• _WORK INSTRUCTION_:
Your answer should be every line with the word "encodes", copied from the data below.

⟨

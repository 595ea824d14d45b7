//! CRF / Opus-bitrate lookup tables, ported from `lib/quality.py`'s
//! `QualityLookup`. Target-setting itself happens on the worker side of a
//! probe it owns (spec.md §1 "external collaborator"); the master only
//! needs to serve the lookup tables back to operators/UIs at
//! `/api/config/quality_lookup.json` and answer ad hoc resolution/bitdepth
//! queries for display.

use std::collections::HashMap;

use serde_json::{Value, json};

/// CRF by resolution and bit depth, transcribed from `lib/quality.py`'s
/// nested `CRF_TABLE`. 10-bit sources get a point lower CRF than 8-bit at
/// the same resolution since AV1 10-bit encodes are visually cleaner at a
/// given CRF but the original wanted parity in perceived quality.
pub fn crf_table() -> HashMap<&'static str, HashMap<&'static str, i64>> {
    let mut table = HashMap::new();
    table.insert("720p", HashMap::from([("8", 30), ("10", 29)]));
    table.insert("1080p", HashMap::from([("8", 28), ("10", 27)]));
    table.insert("1440p", HashMap::from([("8", 26), ("10", 25)]));
    table.insert("4k", HashMap::from([("8", 24), ("10", 23)]));
    table
}

/// Opus bitrate in kbps by channel count, with a `"default"` fallback for
/// unrecognized channel layouts.
pub fn opus_bitrate_table() -> HashMap<&'static str, i64> {
    HashMap::from([("1", 64), ("2", 128), ("6", 256), ("8", 384), ("default", 128)])
}

pub fn crf_for(resolution: &str, bitdepth: i64) -> i64 {
    let table = crf_table();
    let bucket = table.get(resolution).or_else(|| table.get("1080p")).expect("1080p bucket always present");
    let key = if bitdepth >= 10 { "10" } else { "8" };
    *bucket.get(key).unwrap_or(&28)
}

pub fn opus_bitrate_for(channels: i64) -> i64 {
    let table = opus_bitrate_table();
    let key = channels.to_string();
    *table.get(key.as_str()).unwrap_or_else(|| table.get("default").expect("default always present"))
}

pub fn quality_lookup_json() -> Value {
    json!({
        "crf": crf_table(),
        "opus_bitrate": opus_bitrate_table(),
    })
}

pub fn audio_codec_lookup_json() -> Value {
    // Codecs the worker passes through untouched versus re-encodes to Opus
    // (`lib/quality.py`'s `AUDIO_PASSTHROUGH_CODECS`).
    json!({
        "passthrough": ["opus", "flac"],
        "reencode_target": "opus",
    })
}

#[cfg(test)]
mod tests {
    use super::*;

    #[test]
    fn ten_bit_gets_lower_crf_than_eight_bit() {
        assert!(crf_for("1080p", 10) < crf_for("1080p", 8));
    }

    #[test]
    fn unknown_resolution_falls_back_to_1080p() {
        assert_eq!(crf_for("8k", 8), crf_for("1080p", 8));
    }

    #[test]
    fn unknown_channel_count_falls_back_to_default() {
        assert_eq!(opus_bitrate_for(12), 128);
    }
}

⟩

• _RESULT FOR THIS TASK_:
/// the same resolution since AV1 10-bit encodes are visually cleaner at a
    // Codecs the worker passes through untouched versus re-encodes to Opus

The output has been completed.